Have you ever felt that your voice was heard? Many of us, after just discussing them, get ads that are mysteriously attached to the conversation. Today, microphones are everywhere: smartphones, computers, watches, voice assistants, and so on. To overcome this intrusive hearing, a team of three machine learning experts at Columbia University has developed an algorithm that produces sounds that are almost inaudible to humans, but can shake frequencies and prevent our own devices from spying on us. This work was presented at the last ICLR conference.
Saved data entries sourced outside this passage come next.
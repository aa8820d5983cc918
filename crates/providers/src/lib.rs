//! Model provider implementations for Quill.
//!
//! All providers implement the `quill_core::Provider` trait.

pub mod openai_compat;

pub use openai_compat::OpenAiCompatProvider;

use quill_core::error::ProviderError;
use std::sync::Arc;

/// Build the configured provider.
///
/// Fails with [`ProviderError::NotConfigured`] when no API key is available.
pub fn build_from_config(
    config: &quill_config::AppConfig,
) -> Result<Arc<dyn quill_core::Provider>, ProviderError> {
    let api_key = config
        .api_key
        .clone()
        .filter(|k| !k.trim().is_empty())
        .ok_or_else(|| {
            ProviderError::NotConfigured(
                "no API key found; set QUILL_API_KEY or MOONSHOT_API_KEY, or add api_key to config.toml"
                    .into(),
            )
        })?;

    let name = if config.base_url.contains("moonshot") {
        "moonshot"
    } else if config.base_url.contains("openai.com") {
        "openai"
    } else {
        "custom"
    };

    tracing::debug!(provider = name, base_url = %config.base_url, "Building provider");

    Ok(Arc::new(OpenAiCompatProvider::new(
        name,
        &config.base_url,
        api_key,
    )))
}
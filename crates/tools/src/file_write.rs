//! File write tool: write markdown files into the active project folder.

use async_trait::async_trait;
use quill_core::error::ToolError;
use quill_core::tool::{ProjectContext, Tool, ToolArguments};
use tokio::io::AsyncWriteExt;
use tracing::debug;

/// How `write_file` treats an existing file.
#[derive(Debug, Clone, Copy, PartialEq, Eq)]
pub enum WriteMode {
    /// Fail if the file already exists
    Create,
    Append,
    Overwrite,
}

impl WriteMode {
    pub fn parse(mode: &str) -> Option<Self> {
        match mode {
            "create" => Some(Self::Create),
            "append" => Some(Self::Append),
            "overwrite" => Some(Self::Overwrite),
            _ => None,
        }
    }
}

pub struct FileWriteTool;

impl FileWriteTool {
    /// Normalize a requested filename: must be a bare file name, gets `.md`.
    fn normalize_filename(filename: &str) -> Result<String, ToolError> {
        let filename = filename.trim();
        if filename.is_empty()
            || filename.contains('/')
            || filename.contains('\\')
            || filename == "."
            || filename.starts_with("..")
        {
            return Err(ToolError::PermissionDenied {
                tool_name: "write_file".into(),
                reason: format!("'{filename}' must be a plain file name inside the project folder"),
            });
        }

        if filename.ends_with(".md") {
            Ok(filename.to_string())
        } else {
            Ok(format!("{filename}.md"))
        }
    }
}

#[async_trait]
impl Tool for FileWriteTool {
    fn name(&self) -> &str {
        "write_file"
    }

    fn description(&self) -> &str {
        "Writes content to a markdown file in the active project folder. Supports three modes: \
         'create' (creates new file, fails if exists), 'append' (adds content to end of existing file), \
         'overwrite' (replaces entire file content)."
    }

    fn parameters_schema(&self) -> serde_json::Value {
        serde_json::json!({
            "type": "object",
            "properties": {
                "filename": {
                    "type": "string",
                    "description": "The name of the markdown file to write (should end in .md)"
                },
                "content": {
                    "type": "string",
                    "description": "The content to write to the file"
                },
                "mode": {
                    "type": "string",
                    "enum": ["create", "append", "overwrite"],
                    "description": "The write mode: 'create' for new files, 'append' to add to existing, 'overwrite' to replace"
                }
            },
            "required": ["filename", "content", "mode"]
        })
    }

    async fn execute(
        &self,
        arguments: ToolArguments,
        project: &mut ProjectContext,
    ) -> Result<String, ToolError> {
        let folder = project.active().ok_or(ToolError::NoActiveProject)?;

        let filename = arguments
            .get("filename")
            .and_then(|v| v.as_str())
            .ok_or_else(|| ToolError::InvalidArguments("Missing 'filename' argument".into()))?;

        let content = arguments
            .get("content")
            .and_then(|v| v.as_str())
            .ok_or_else(|| ToolError::InvalidArguments("Missing 'content' argument".into()))?;

        let mode_str = arguments
            .get("mode")
            .and_then(|v| v.as_str())
            .unwrap_or("create");
        let mode = WriteMode::parse(mode_str).ok_or_else(|| {
            ToolError::InvalidArguments(format!(
                "Invalid mode '{mode_str}'. Use 'create', 'append', or 'overwrite'."
            ))
        })?;

        let filename = Self::normalize_filename(filename)?;
        let path = folder.join(&filename);
        let chars = content.chars().count();

        debug!(file = %path.display(), ?mode, chars, "Writing file");

        match mode {
            WriteMode::Create => {
                if tokio::fs::try_exists(&path).await.unwrap_or(false) {
                    return Err(ToolError::ExecutionFailed {
                        tool_name: "write_file".into(),
                        reason: format!(
                            "File '{filename}' already exists. Use 'append' or 'overwrite' mode to modify it."
                        ),
                    });
                }
                tokio::fs::write(&path, content).await?;
                Ok(format!(
                    "Successfully created file '{filename}' with {chars} characters."
                ))
            }
            WriteMode::Append => {
                let mut file = tokio::fs::OpenOptions::new()
                    .create(true)
                    .append(true)
                    .open(&path)
                    .await?;
                file.write_all(content.as_bytes()).await?;
                file.flush().await?;
                Ok(format!(
                    "Successfully appended {chars} characters to '{filename}'."
                ))
            }
            WriteMode::Overwrite => {
                tokio::fs::write(&path, content).await?;
                Ok(format!(
                    "Successfully overwrote '{filename}' with {chars} characters."
                ))
            }
        }
    }
}
//! Quill CLI: the main entry point.
//!
//! - `quill "<prompt>"`: start a writing run
//! - `quill --recover <file>`: continue from a context summary or checkpoint
//! - `quill config show|path|init`: inspect or create the config file

use clap::{Parser, Subcommand};
use std::path::PathBuf;

mod commands;

#[derive(Parser)]
#[command(
    name = "quill",
    about = "Quill: an autonomous writing agent for novels, books and story collections",
    version,
    args_conflicts_with_subcommands = true,
    after_help = "Examples:\n  \
        quill \"Create a collection of sci-fi short stories\"\n  \
        quill --recover output/My_Story/.context_summary_20250107_143022_512.md"
)]
struct Cli {
    #[command(subcommand)]
    command: Option<Commands>,

    #[command(flatten)]
    write: commands::write::WriteArgs,

    /// Config file (defaults to ~/.quill/config.toml)
    #[arg(long, global = true)]
    config: Option<PathBuf>,

    /// Enable verbose logging
    #[arg(short, long, global = true)]
    verbose: bool,
}

#[derive(Subcommand)]
enum Commands {
    /// Configuration management
    Config {
        #[command(subcommand)]
        action: ConfigAction,
    },
}

#[derive(Subcommand)]
enum ConfigAction {
    /// Print the effective configuration
    Show,
    /// Print the config file path
    Path,
    /// Write a default config file if none exists
    Init,
}

#[tokio::main]
async fn main() -> Result<(), Box<dyn std::error::Error>> {
    let cli = Cli::parse();

    // Logs go to stderr so streamed model output on stdout stays clean.
    let filter = if cli.verbose { "debug" } else { "info" };
    tracing_subscriber::fmt()
        .with_env_filter(
            tracing_subscriber::EnvFilter::try_from_default_env()
                .unwrap_or_else(|_| tracing_subscriber::EnvFilter::new(filter)),
        )
        .with_target(false)
        .with_writer(std::io::stderr)
        .init();

    match cli.command {
        Some(Commands::Config { action }) => match action {
            ConfigAction::Show => commands::config_cmd::show(cli.config.as_deref())?,
            ConfigAction::Path => commands::config_cmd::path(cli.config.as_deref()),
            ConfigAction::Init => commands::config_cmd::init(cli.config.as_deref())?,
        },
        None => commands::write::run(cli.write, cli.config.as_deref()).await?,
    }

    Ok(())
}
Natural language processing is a field of artificial intelligence (AI). It lets you copy human voice into text, understand it and make a request or respond to a conversation like Siri or Alexa. AI algorithms are mainly divided into two groups: recognition and generation. In natural language processing, recognition comes down to word analysis and understanding, and generation comes down to synthesis. This work covers both areas, including a particularly innovative touch: predictive attack.
In previous softwares, the algorithms used to prevent evesdropping were not effective enough in real-time conversation situations. In fact, the characteristics of the sound signal change when the attack is carried out. These changes make it almost impossible for a machine to keep up with a person’s words. The main challenges are optimization and speed. The algorithm must be able to predict changes in pitch and speech speed. Humans are unpredictable, and machines must be prepared and adapted to it.
“Our algorithm manages to prevent a harmful microphone from picking up your sound properly in 80% of cases. It works even when we don’t know anything about the harmful microphone, such as its location or even the software used. “ The first author of this study was Mia Chikiar, an assistant professor of computer science.
A word that fits the prophecy
How to achieve this performance? Creates “prophetic attacks”. It transmits a signal using a computer, made with Hertzian frequency which varies according to the vocal characteristics of the speaker (at frequencies close to 16 kHz; a slightly audible sound). Algorithms first learn to “recognize” human speech and predict what will happen. It then only needs to create a perfect word model, which is suitable for prediction, which is added to the speech by an automatic speech recognition tool to make it unrecognizable.
To implement this system of predictive attacks, the tool uses deep learning (Acquiring deep knowledge): An artificial neural network that creates a database for combined sounds and frequencies. This system improves with the multiplication of data studied over time.
This algorithm remains at the prototype stage for the moment: much work remains to be done to make this system democratic and accessible to all.. Ideally, the team wants the technology to be expanded to languages other than English and the system to be downloaded to any electronic device you want to secure in order for it to act as an app.
However, this study also shows some ethical issues: we need to create an algorithm that protects us from other algorithms. “It simply came to our notice then that we were finally happy to build a car, but forgot to design a steering wheel and brakes., Explains Gianbo Shi, a computer scientist at the University of Pennsylvania in Philadelphia (USA). This is in fact evidence of a systematic regulatory failure against the massive collection of data for the purpose of targeted marketing. Even if these anti-spy systems are widely used in the future, other people will almost certainly try to adjust their recognition methods to overcome annoying fuss or reverse their effects.
Odyssey by Piettre
Opening picture: Examples of sonograms used by researchers (Credit Mia Chikiar / Columbia University).